# [RECORDS SUPPLIED]

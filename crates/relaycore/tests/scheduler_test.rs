//! Batch scheduler behavior against the real pool and pipeline

mod common;

use common::*;
use relaycore::scheduler::{BatchJob, NoopSink, SinkError};
use relaycore::{
    BatchProgress, BatchScheduler, DeliveryReport, Destination, ExtractorPreferences, JobOutcome, RelayError,
    RelayService, SchedulerConfig,
};
use std::sync::atomic::{AtomicUsize, Ordering};
use std::sync::{Arc, Mutex};
use std::time::{Duration, Instant};

fn service(
    factory: &Arc<MockExtractorFactory>,
    transport: &Arc<MockTransport>,
    concurrency: usize,
    timeout: Duration,
) -> Arc<RelayService> {
    RelayService::new(
        pool_of(factory, 3),
        BatchScheduler::new(SchedulerConfig::new(concurrency, timeout)),
        pipeline_with(transport, 3),
        ExtractorPreferences::default(),
    )
}

// ===== Aggregate Tests =====

#[tokio::test(flavor = "multi_thread", worker_threads = 4)]
async fn test_summary_adds_up_with_mixed_outcomes() {
    let factory = MockExtractorFactory::new(
        MockExtractorConfig::default()
            .with("/fail", Behavior::Fail("作品不存在".to_string()))
            .with("/empty", Behavior::Images(0))
            .with("/nothing", Behavior::Nothing)
            .with("/hang", Behavior::Hang),
    );
    let transport = MockTransport::new();
    let svc = service(&factory, &transport, 3, Duration::from_millis(300));

    let urls = vec![
        url("/a"),
        url("/fail"),
        url("/b"),
        url("/empty"),
        url("/hang"),
        url("/nothing"),
        url("/c"),
    ];
    let summary = svc.run_batch(Destination(7), urls, Arc::new(NoopSink)).await;

    assert_eq!(summary.total, 7);
    assert_eq!(summary.succeeded + summary.failed, summary.total);
    assert_eq!(summary.succeeded, 3);
    assert_eq!(summary.timed_out, 1);
    assert_eq!(summary.outcomes.len(), 7);

    match &summary.outcomes[1] {
        JobOutcome::Failed(e) => assert_eq!(e.user_message(), "作品不存在"),
        other => panic!("unexpected outcome: {:?}", other),
    }
    assert!(matches!(summary.outcomes[3], JobOutcome::Failed(RelayError::NoDownloadableMedia)));
    assert!(matches!(summary.outcomes[4], JobOutcome::TimedOut(_)));
    assert!(matches!(summary.outcomes[5], JobOutcome::Failed(RelayError::Extraction(_))));
    assert!(matches!(summary.outcomes[6], JobOutcome::Succeeded(DeliveryReport::Success { .. })));

    // The hung job's extractor went back to the pool.
    assert_eq!(svc.pool().stats().busy, 0);
}

#[tokio::test]
async fn test_progress_is_monotonic_and_complete() {
    let factory = MockExtractorFactory::new(MockExtractorConfig::default().with("/x", Behavior::Nothing));
    let transport = MockTransport::new();
    let svc = service(&factory, &transport, 2, Duration::from_secs(5));

    let seen: Arc<Mutex<Vec<BatchProgress>>> = Arc::new(Mutex::new(Vec::new()));
    let sink = {
        let seen = Arc::clone(&seen);
        move |progress: BatchProgress| -> Result<(), SinkError> {
            seen.lock().unwrap().push(progress);
            Ok(())
        }
    };

    let urls = vec![url("/1"), url("/x"), url("/2"), url("/3"), url("/x")];
    let summary = svc.run_batch(Destination(1), urls, Arc::new(sink)).await;
    assert_eq!(summary.failed, 2);

    let seen = seen.lock().unwrap();
    assert_eq!(seen.len(), 5);
    for pair in seen.windows(2) {
        assert!(pair[1].completed >= pair[0].completed);
        assert!(pair[1].failed >= pair[0].failed);
    }
    for progress in seen.iter() {
        assert!(progress.completed + progress.failed <= progress.total);
    }
    let last = seen.iter().max_by_key(|p| p.finished()).unwrap();
    assert_eq!(
        *last,
        BatchProgress {
            completed: 3,
            failed: 2,
            total: 5
        }
    );
}

// ===== Timeout Isolation Tests =====

#[tokio::test(flavor = "multi_thread", worker_threads = 4)]
async fn test_hung_job_does_not_delay_siblings() {
    let factory = MockExtractorFactory::new(
        MockExtractorConfig::default()
            .latency(Duration::from_millis(20))
            .with("/hang", Behavior::Hang),
    );
    let transport = MockTransport::new();
    let per_job_timeout = Duration::from_millis(400);
    let svc = service(&factory, &transport, 3, per_job_timeout);

    let finish_times: Arc<Mutex<Vec<Duration>>> = Arc::new(Mutex::new(Vec::new()));
    let started = Instant::now();
    let sink = {
        let finish_times = Arc::clone(&finish_times);
        move |_progress: BatchProgress| -> Result<(), SinkError> {
            finish_times.lock().unwrap().push(started.elapsed());
            Ok(())
        }
    };

    let summary = svc
        .run_batch(Destination(1), vec![url("/hang"), url("/a"), url("/b")], Arc::new(sink))
        .await;
    let elapsed = started.elapsed();

    assert_eq!(summary.succeeded, 2);
    assert_eq!(summary.timed_out, 1);
    assert!(matches!(summary.outcomes[0], JobOutcome::TimedOut(_)));
    assert!(elapsed >= per_job_timeout);
    assert!(elapsed < per_job_timeout + Duration::from_millis(500), "took {:?}", elapsed);

    // Siblings finished long before the hung job was given up on.
    let finish_times = finish_times.lock().unwrap();
    assert!(finish_times[0] < per_job_timeout, "{:?}", finish_times);
    assert!(finish_times[1] < per_job_timeout, "{:?}", finish_times);
}

// ===== Concurrency Tests =====

#[tokio::test(flavor = "multi_thread", worker_threads = 4)]
async fn test_concurrency_cap_is_respected() {
    let scheduler = BatchScheduler::new(SchedulerConfig::new(2, Duration::from_secs(5)));
    let running = Arc::new(AtomicUsize::new(0));
    let peak = Arc::new(AtomicUsize::new(0));

    let summary = {
        let running = Arc::clone(&running);
        let peak = Arc::clone(&peak);
        scheduler
            .run_batch(
                BatchJob::from_urls((0..8).map(|i| url(&format!("/{}", i)))),
                move |_job| {
                    let running = Arc::clone(&running);
                    let peak = Arc::clone(&peak);
                    async move {
                        let now = running.fetch_add(1, Ordering::SeqCst) + 1;
                        peak.fetch_max(now, Ordering::SeqCst);
                        tokio::time::sleep(Duration::from_millis(20)).await;
                        running.fetch_sub(1, Ordering::SeqCst);
                        Ok(())
                    }
                },
                Arc::new(NoopSink),
            )
            .await
    };

    assert_eq!(summary.succeeded, 8);
    assert!(peak.load(Ordering::SeqCst) <= 2);
}

#[tokio::test(flavor = "multi_thread", worker_threads = 4)]
async fn test_configured_concurrency_is_clamped_to_ceiling() {
    let scheduler = BatchScheduler::new(SchedulerConfig::new(64, Duration::from_secs(5)));
    let running = Arc::new(AtomicUsize::new(0));
    let peak = Arc::new(AtomicUsize::new(0));

    {
        let running = Arc::clone(&running);
        let peak = Arc::clone(&peak);
        scheduler
            .run_batch(
                BatchJob::from_urls((0..20).map(|i| url(&format!("/{}", i)))),
                move |_job| {
                    let running = Arc::clone(&running);
                    let peak = Arc::clone(&peak);
                    async move {
                        let now = running.fetch_add(1, Ordering::SeqCst) + 1;
                        peak.fetch_max(now, Ordering::SeqCst);
                        tokio::time::sleep(Duration::from_millis(10)).await;
                        running.fetch_sub(1, Ordering::SeqCst);
                        Ok(())
                    }
                },
                Arc::new(NoopSink),
            )
            .await;
    }

    assert!(peak.load(Ordering::SeqCst) <= 5);
}

#[tokio::test]
async fn test_jobs_start_in_input_order() {
    let scheduler = BatchScheduler::new(SchedulerConfig::new(1, Duration::from_secs(5)));
    let order = Arc::new(Mutex::new(Vec::new()));

    {
        let order = Arc::clone(&order);
        scheduler
            .run_batch(
                BatchJob::from_urls((0..6).map(|i| url(&format!("/{}", i)))),
                move |job| {
                    let order = Arc::clone(&order);
                    async move {
                        order.lock().unwrap().push(job.index);
                        Ok(())
                    }
                },
                Arc::new(NoopSink),
            )
            .await;
    }

    assert_eq!(*order.lock().unwrap(), vec![0, 1, 2, 3, 4, 5]);
}

#[tokio::test]
async fn test_panicking_job_counts_as_failed() {
    let scheduler = BatchScheduler::new(SchedulerConfig::new(2, Duration::from_secs(5)));
    let summary = scheduler
        .run_batch(
            BatchJob::from_urls((0..3).map(|i| url(&format!("/{}", i)))),
            |job| async move {
                if job.index == 1 {
                    panic!("bad job");
                }
                Ok(job.index)
            },
            Arc::new(NoopSink),
        )
        .await;

    assert_eq!(summary.succeeded, 2);
    assert_eq!(summary.failed, 1);
    assert!(matches!(summary.outcomes[1], JobOutcome::Panicked(_)));
}
//! URL validation for user input and extractor output.

use once_cell::sync::Lazy;
use regex::Regex;
use url::Url;

use crate::core::error::{RelayError, RelayResult};

/// Scheme, then a domain / `localhost` / IPv4 host, optional port, optional path or query.
#[allow(clippy::expect_used)]
pub static URL_REGEX: Lazy<Regex> = Lazy::new(|| {
    Regex::new(concat!(
        r"(?i)^(?:http|ftp)s?://",
        r"(?:(?:[A-Z0-9](?:[A-Z0-9-]{0,61}[A-Z0-9])?\.)+(?:[A-Z]{2,6}\.?|[A-Z0-9-]{2,}\.?)|",
        r"localhost|",
        r"\d{1,3}\.\d{1,3}\.\d{1,3}\.\d{1,3})",
        r"(?::\d+)?",
        r"(?:/?|[/?]\S+)$",
    ))
    .expect("url regex")
});

/// Characters that commonly wrap a link pasted into chat text.
const WRAPPING_CHARS: &[char] = &['<', '>', '(', ')', '"', '\'', ',', ';'];

/// Returns true if `candidate` looks like a fetchable URL.
pub fn is_valid_url(candidate: &str) -> bool {
    URL_REGEX.is_match(candidate)
}

/// Pulls every valid URL out of a chat message, in order of appearance.
///
/// Duplicates are dropped and at most `limit` URLs are returned.
pub fn extract_urls(text: &str, limit: usize) -> Vec<String> {
    let mut urls: Vec<String> = Vec::new();
    for token in text.split_whitespace() {
        if urls.len() >= limit {
            break;
        }
        let token = token.trim_matches(WRAPPING_CHARS);
        if is_valid_url(token) && !urls.iter().any(|u| u == token) {
            urls.push(token.to_string());
        }
    }
    urls
}

/// Like [`extract_urls`], but parsed. Fails with `InvalidUrl` when the message holds no usable URL.
pub fn parse_urls(text: &str, limit: usize) -> RelayResult<Vec<Url>> {
    let urls: Vec<Url> = extract_urls(text, limit)
        .iter()
        .filter_map(|raw| Url::parse(raw).ok())
        .collect();
    if urls.is_empty() {
        let preview: String = text.trim().chars().take(64).collect();
        return Err(RelayError::InvalidUrl(preview));
    }
    Ok(urls)
}
//! Dispatcher schema and update handlers

use std::error::Error;
use std::sync::Arc;

use teloxide::dispatching::{UpdateFilterExt, UpdateHandler};
use teloxide::prelude::*;
use teloxide::types::{CallbackQuery, Message, MessageId};
use teloxide::utils::command::BotCommands;
use teloxide::RequestError;
use tokio::task::JoinHandle;
use url::Url;

use relaycore::core::validation::parse_urls;
use relaycore::{BatchSummary, DeliveryReport, Destination, JobOutcome, RecoveryId, RelayError, RelayService};

use super::bot::Command;
use super::keyboard::{parse_callback, recovery_keyboard, RecoveryAction};
use super::messages;
use super::progress::{spawn_editor, TelegramProgress};

/// Error type for handler endpoints
pub type HandlerError = Box<dyn Error + Send + Sync>;

/// Dependencies shared by all handlers
#[derive(Clone)]
pub struct HandlerDeps {
    pub service: Arc<RelayService>,
    pub max_urls_per_message: usize,
}

impl HandlerDeps {
    pub fn new(service: Arc<RelayService>, max_urls_per_message: usize) -> Self {
        Self {
            service,
            max_urls_per_message: max_urls_per_message.max(1),
        }
    }
}

/// Creates the dispatcher schema for the bot.
///
/// # Arguments
/// * `deps` - Handler dependencies (the relay service and limits)
pub fn schema(deps: HandlerDeps) -> UpdateHandler<HandlerError> {
    let deps_commands = deps.clone();
    let deps_messages = deps.clone();
    let deps_callback = deps;

    dptree::entry()
        .branch(command_handler(deps_commands))
        .branch(message_handler(deps_messages))
        .branch(callback_handler(deps_callback))
}

fn command_handler(deps: HandlerDeps) -> UpdateHandler<HandlerError> {
    Update::filter_message().branch(dptree::entry().filter_command::<Command>().endpoint(
        move |bot: Bot, msg: Message, cmd: Command| {
            let deps = deps.clone();
            async move {
                log::info!("Received command {:?} from chat {}", cmd, msg.chat.id);
                match cmd {
                    Command::Start => {
                        bot.send_message(msg.chat.id, messages::START_TEXT).await?;
                    }
                    Command::Help => {
                        let descriptions = Command::descriptions().to_string();
                        bot.send_message(msg.chat.id, messages::help_text(&descriptions)).await?;
                    }
                    Command::Pending => {
                        let count = deps.service.pending_recoveries(Destination(msg.chat.id.0)).await;
                        bot.send_message(msg.chat.id, messages::pending_text(count)).await?;
                    }
                }
                Ok(())
            }
        },
    ))
}

fn message_handler(deps: HandlerDeps) -> UpdateHandler<HandlerError> {
    Update::filter_message()
        .filter(|msg: Message| msg.text().is_some())
        .endpoint(move |bot: Bot, msg: Message| {
            let deps = deps.clone();
            async move {
                let text = msg.text().unwrap_or_default();
                match parse_urls(text, deps.max_urls_per_message) {
                    Ok(urls) => {
                        // Detached so the chat's update queue keeps moving while the batch runs.
                        spawn_url_batch(bot, msg.chat.id, urls, deps);
                    }
                    Err(e) => {
                        log::debug!("No URL in message from chat {}: {}", msg.chat.id, e);
                        bot.send_message(msg.chat.id, e.user_message()).await?;
                    }
                }
                Ok(())
            }
        })
}

/// Runs the batch for one message in its own task.
fn spawn_url_batch(bot: Bot, chat_id: ChatId, urls: Vec<Url>, deps: HandlerDeps) -> JoinHandle<()> {
    tokio::spawn(async move {
        if let Err(e) = handle_urls(&bot, chat_id, urls, &deps).await {
            log::error!("Batch for chat {} failed: {}", chat_id, e);
        }
    })
}

/// Runs a batch for the URLs of one message and reports the outcome of each job.
async fn handle_urls(bot: &Bot, chat_id: ChatId, urls: Vec<Url>, deps: &HandlerDeps) -> Result<(), HandlerError> {
    log::info!("Chat {} submitted {} URL(s)", chat_id, urls.len());
    let status = bot.send_message(chat_id, messages::processing_text(urls.len())).await?;

    let (sink, rx) = TelegramProgress::channel(urls.len());
    let editor = spawn_editor(bot.clone(), chat_id, status.id, rx);

    let summary = deps
        .service
        .run_batch(Destination(chat_id.0), urls.clone(), Arc::new(sink))
        .await;
    editor.abort();

    if let Err(e) = bot
        .edit_message_text(chat_id, status.id, messages::summary_text(&summary))
        .await
    {
        log::warn!("Failed to update status message in chat {}: {}", chat_id, e);
    }

    report_outcomes(bot, chat_id, &urls, &summary).await;
    Ok(())
}

/// Replies once per job that needs a reply. A failed reply is logged and the
/// remaining jobs are still reported. Returns the number of failed replies.
async fn report_outcomes(
    bot: &Bot,
    chat_id: ChatId,
    urls: &[Url],
    summary: &BatchSummary<DeliveryReport>,
) -> usize {
    let mut failed_replies = 0;
    for (url, outcome) in urls.iter().zip(summary.outcomes.iter()) {
        let sent = match outcome {
            JobOutcome::Succeeded(DeliveryReport::Success { .. }) => continue,
            JobOutcome::Succeeded(report) => send_report(bot, chat_id, report).await,
            JobOutcome::Failed(e) => send_text(bot, chat_id, messages::job_error_text(url.as_str(), e)).await,
            JobOutcome::TimedOut(after) => {
                let error = RelayError::Timeout(*after);
                send_text(bot, chat_id, messages::job_error_text(url.as_str(), &error)).await
            }
            JobOutcome::Panicked(reason) => {
                log::error!("Job for {} in chat {} crashed: {}", url, chat_id, reason);
                send_text(bot, chat_id, messages::job_crashed_text(url.as_str())).await
            }
        };
        if let Err(e) = sent {
            failed_replies += 1;
            log::warn!("Failed to report {} to chat {}: {}", url, chat_id, e);
        }
    }
    failed_replies
}

async fn send_text(bot: &Bot, chat_id: ChatId, text: String) -> Result<(), RequestError> {
    bot.send_message(chat_id, text).await.map(|_| ())
}

/// Sends the reply for a delivery report, with the recovery keyboard when a decision is needed.
async fn send_report(bot: &Bot, chat_id: ChatId, report: &DeliveryReport) -> Result<(), RequestError> {
    match report {
        DeliveryReport::PartialFailure(partial) => bot
            .send_message(chat_id, messages::partial_failure_text(partial))
            .reply_markup(recovery_keyboard(partial.recovery_id))
            .await
            .map(|_| ()),
        other => send_text(bot, chat_id, messages::report_text(other)).await,
    }
}

fn callback_handler(deps: HandlerDeps) -> UpdateHandler<HandlerError> {
    Update::filter_callback_query().endpoint(move |bot: Bot, q: CallbackQuery| {
        let deps = deps.clone();
        async move { handle_recovery_callback(&bot, &q, &deps).await }
    })
}

async fn handle_recovery_callback(bot: &Bot, q: &CallbackQuery, deps: &HandlerDeps) -> Result<(), HandlerError> {
    // Acknowledging is cosmetic; a stale query must not block the decision.
    if let Err(e) = bot.answer_callback_query(q.id.clone()).await {
        log::debug!("Failed to answer callback query: {}", e);
    }

    let Some((action, id)) = q.data.as_deref().and_then(parse_callback) else {
        log::debug!("Ignoring unknown callback data {:?}", q.data);
        return Ok(());
    };

    let chat_id = match q.message.as_ref() {
        Some(m) => m.chat().id,
        None => ChatId(i64::try_from(q.from.id.0)?),
    };
    apply_recovery(bot, chat_id, q.message.as_ref().map(|m| m.id()), action, id, deps).await;
    Ok(())
}

/// Runs the chosen recovery action and replies with its outcome.
async fn apply_recovery(
    bot: &Bot,
    chat_id: ChatId,
    keyboard_message: Option<MessageId>,
    action: RecoveryAction,
    id: RecoveryId,
    deps: &HandlerDeps,
) {
    log::info!("Recovery action {:?} for {} from chat {}", action, id, chat_id);

    // The decision is made; drop the buttons so they can't be pressed twice.
    if let Some(message_id) = keyboard_message {
        if let Err(e) = bot.edit_message_reply_markup(chat_id, message_id).await {
            log::debug!("Failed to remove recovery keyboard: {}", e);
        }
    }

    let result = match action {
        RecoveryAction::Retry => deps.service.retry_failed(id).await,
        RecoveryAction::SendAvailable => deps.service.send_available(id).await,
        RecoveryAction::Cancel => deps.service.cancel(id).await,
    };

    let sent = match result {
        // A retry that still fails comes back as a new offer with its own keyboard.
        Ok(report) => send_report(bot, chat_id, &report).await,
        Err(RelayError::RecoveryExpired(_)) => send_text(bot, chat_id, messages::EXPIRED_TEXT.to_string()).await,
        Err(e) => {
            log::error!("Recovery action {:?} for {} failed: {}", action, id, e);
            send_text(bot, chat_id, e.user_message()).await
        }
    };
    if let Err(e) = sent {
        log::warn!("Failed to reply to recovery action {:?} in chat {}: {}", action, chat_id, e);
    }
}
//! Mock extractor backend and transport for integration tests
//!
//! The extractor simulates latency, failures and hangs per URL path; the
//! transport records every batch and fails the parts it is told to.

#![allow(dead_code)] // Not every test binary uses every helper

use async_trait::async_trait;
use std::collections::HashMap;
use std::sync::atomic::{AtomicBool, AtomicUsize, Ordering};
use std::sync::{Arc, Mutex};
use std::time::Duration;
use url::Url;

use relaycore::delivery::{DeliveryPipeline, Destination, MediaBatch, RecoveryStore, Transport, TransportError};
use relaycore::extract::{ExtractError, ExtractionResult, Extractor, ExtractorFactory, ExtractorPreferences};
use relaycore::{ExtractorPool, MediaType};

/// What the mock extractor does for a given URL path.
#[derive(Debug, Clone)]
pub enum Behavior {
    /// Returns an image set with this many items
    Images(usize),
    /// Returns a single video
    Video,
    /// Fails with an upstream message
    Fail(String),
    /// Returns no result at all
    Nothing,
    /// Never returns
    Hang,
}

#[derive(Debug)]
pub struct MockExtractorConfig {
    pub latency: Duration,
    pub default_behavior: Behavior,
    pub overrides: HashMap<String, Behavior>,
}

impl Default for MockExtractorConfig {
    fn default() -> Self {
        Self {
            latency: Duration::from_millis(10),
            default_behavior: Behavior::Images(3),
            overrides: HashMap::new(),
        }
    }
}

impl MockExtractorConfig {
    pub fn with(mut self, path: &str, behavior: Behavior) -> Self {
        self.overrides.insert(path.to_string(), behavior);
        self
    }

    pub fn latency(mut self, latency: Duration) -> Self {
        self.latency = latency;
        self
    }

    pub fn default_behavior(mut self, behavior: Behavior) -> Self {
        self.default_behavior = behavior;
        self
    }
}

/// Counters shared by the factory and all of its instances.
#[derive(Debug, Default)]
pub struct MockStats {
    pub constructed: AtomicUsize,
    pub destroyed: AtomicUsize,
    pub extractions: AtomicUsize,
    pub in_flight: AtomicUsize,
    pub max_in_flight: AtomicUsize,
    /// Set when one instance is used by two jobs at once
    pub double_issue: AtomicBool,
}

impl MockStats {
    pub fn constructed(&self) -> usize {
        self.constructed.load(Ordering::SeqCst)
    }

    pub fn destroyed(&self) -> usize {
        self.destroyed.load(Ordering::SeqCst)
    }

    pub fn max_in_flight(&self) -> usize {
        self.max_in_flight.load(Ordering::SeqCst)
    }

    pub fn saw_double_issue(&self) -> bool {
        self.double_issue.load(Ordering::SeqCst)
    }
}

struct InFlight<'a> {
    stats: &'a MockStats,
    busy: &'a AtomicBool,
}

impl<'a> InFlight<'a> {
    fn enter(stats: &'a MockStats, busy: &'a AtomicBool) -> Self {
        if busy.swap(true, Ordering::SeqCst) {
            stats.double_issue.store(true, Ordering::SeqCst);
        }
        let now = stats.in_flight.fetch_add(1, Ordering::SeqCst) + 1;
        stats.max_in_flight.fetch_max(now, Ordering::SeqCst);
        Self { stats, busy }
    }
}

impl Drop for InFlight<'_> {
    fn drop(&mut self) {
        self.stats.in_flight.fetch_sub(1, Ordering::SeqCst);
        self.busy.store(false, Ordering::SeqCst);
    }
}

pub struct MockExtractor {
    config: Arc<MockExtractorConfig>,
    stats: Arc<MockStats>,
    busy: AtomicBool,
}

pub fn image_result(url: &Url, count: usize) -> ExtractionResult {
    ExtractionResult::new(
        MediaType::ImageSet,
        (1..=count)
            .map(|i| format!("https://cdn.example.com{}/{}.jpg", url.path(), i))
            .collect(),
        Default::default(),
    )
}

#[async_trait]
impl Extractor for MockExtractor {
    async fn extract(&self, url: &Url) -> Result<Option<ExtractionResult>, ExtractError> {
        let _guard = InFlight::enter(&self.stats, &self.busy);
        self.stats.extractions.fetch_add(1, Ordering::SeqCst);

        let behavior = self
            .config
            .overrides
            .get(url.path())
            .unwrap_or(&self.config.default_behavior)
            .clone();

        if matches!(behavior, Behavior::Hang) {
            std::future::pending::<()>().await;
        }
        tokio::time::sleep(self.config.latency).await;

        match behavior {
            Behavior::Images(count) => Ok(Some(image_result(url, count))),
            Behavior::Video => Ok(Some(ExtractionResult::new(
                MediaType::Video,
                vec![format!("https://cdn.example.com{}.mp4", url.path())],
                Default::default(),
            ))),
            Behavior::Fail(message) => Err(ExtractError::Upstream(message)),
            Behavior::Nothing | Behavior::Hang => Ok(None),
        }
    }
}

pub struct MockExtractorFactory {
    config: Arc<MockExtractorConfig>,
    pub stats: Arc<MockStats>,
    pub fail_construction: AtomicBool,
    pub construct_delay: Duration,
}

impl MockExtractorFactory {
    pub fn new(config: MockExtractorConfig) -> Arc<Self> {
        Arc::new(Self {
            config: Arc::new(config),
            stats: Arc::new(MockStats::default()),
            fail_construction: AtomicBool::new(false),
            construct_delay: Duration::from_millis(5),
        })
    }
}

#[async_trait]
impl ExtractorFactory for MockExtractorFactory {
    fn name(&self) -> &str {
        "mock"
    }

    async fn construct(&self, _preferences: &ExtractorPreferences) -> Result<Box<dyn Extractor>, ExtractError> {
        tokio::time::sleep(self.construct_delay).await;
        if self.fail_construction.load(Ordering::SeqCst) {
            return Err(ExtractError::Construct("mock login failed".to_string()));
        }
        self.stats.constructed.fetch_add(1, Ordering::SeqCst);
        Ok(Box::new(MockExtractor {
            config: Arc::clone(&self.config),
            stats: Arc::clone(&self.stats),
            busy: AtomicBool::new(false),
        }))
    }

    async fn destroy(&self, _extractor: Box<dyn Extractor>) -> Result<(), ExtractError> {
        self.stats.destroyed.fetch_add(1, Ordering::SeqCst);
        Ok(())
    }
}

pub fn pool_of(factory: &Arc<MockExtractorFactory>, capacity: usize) -> Arc<ExtractorPool> {
    ExtractorPool::new(
        Arc::clone(factory) as Arc<dyn ExtractorFactory>,
        capacity,
        Duration::from_secs(30),
    )
}

/// Transport that records batches and fails selected parts.
#[derive(Default)]
pub struct MockTransport {
    sent: Mutex<Vec<(Destination, MediaBatch)>>,
    /// batch part -> remaining failures
    failures: Mutex<HashMap<usize, usize>>,
    reason: Mutex<String>,
    attempts: AtomicUsize,
}

impl MockTransport {
    pub fn new() -> Arc<Self> {
        Arc::new(Self {
            reason: Mutex::new("Bad Request: failed to get HTTP URL content".to_string()),
            ..Default::default()
        })
    }

    /// Fails batch `part` (1-based) the next `times` attempts.
    pub fn fail_part(&self, part: usize, times: usize) {
        self.failures.lock().unwrap().insert(part, times);
    }

    pub fn fail_with(&self, reason: &str) {
        *self.reason.lock().unwrap() = reason.to_string();
    }

    pub fn sent(&self) -> Vec<(Destination, MediaBatch)> {
        self.sent.lock().unwrap().clone()
    }

    pub fn sent_batches(&self) -> Vec<MediaBatch> {
        self.sent().into_iter().map(|(_, batch)| batch).collect()
    }

    pub fn attempts(&self) -> usize {
        self.attempts.load(Ordering::SeqCst)
    }
}

#[async_trait]
impl Transport for MockTransport {
    async fn send_batch(&self, destination: Destination, batch: &MediaBatch) -> Result<(), TransportError> {
        self.attempts.fetch_add(1, Ordering::SeqCst);
        {
            let mut failures = self.failures.lock().unwrap();
            if let Some(remaining) = failures.get_mut(&batch.part) {
                if *remaining > 0 {
                    *remaining -= 1;
                    return Err(TransportError::new(self.reason.lock().unwrap().clone()));
                }
            }
        }
        self.sent.lock().unwrap().push((destination, batch.clone()));
        Ok(())
    }
}

pub fn pipeline_with(transport: &Arc<MockTransport>, max_rounds: u32) -> DeliveryPipeline {
    DeliveryPipeline::new(
        Arc::clone(transport) as Arc<dyn Transport>,
        RecoveryStore::new(Duration::from_secs(60), 100),
        max_rounds,
    )
}

pub fn url(path: &str) -> Url {
    Url::parse(&format!("https://v.example.com{}", path)).unwrap()
}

# [EXERCISE]
From the records above, print exactly the lines that run from the line with "for (url, outcome)" to the line with "let error = RelayError::Timeout(*after);", inclusive.

# [SOLUTION FOR THIS TASK]
    for (url, outcome) in urls.iter().zip(summary.outcomes.iter()) {
        let sent = match outcome {
            JobOutcome::Succeeded(DeliveryReport::Success { .. }) => continue,
            JobOutcome::Succeeded(report) => send_report(bot, chat_id, report).await,
            JobOutcome::Failed(e) => send_text(bot, chat_id, messages::job_error_text(url.as_str(), e)).await,
            JobOutcome::TimedOut(after) => {
                let error = RelayError::Timeout(*after);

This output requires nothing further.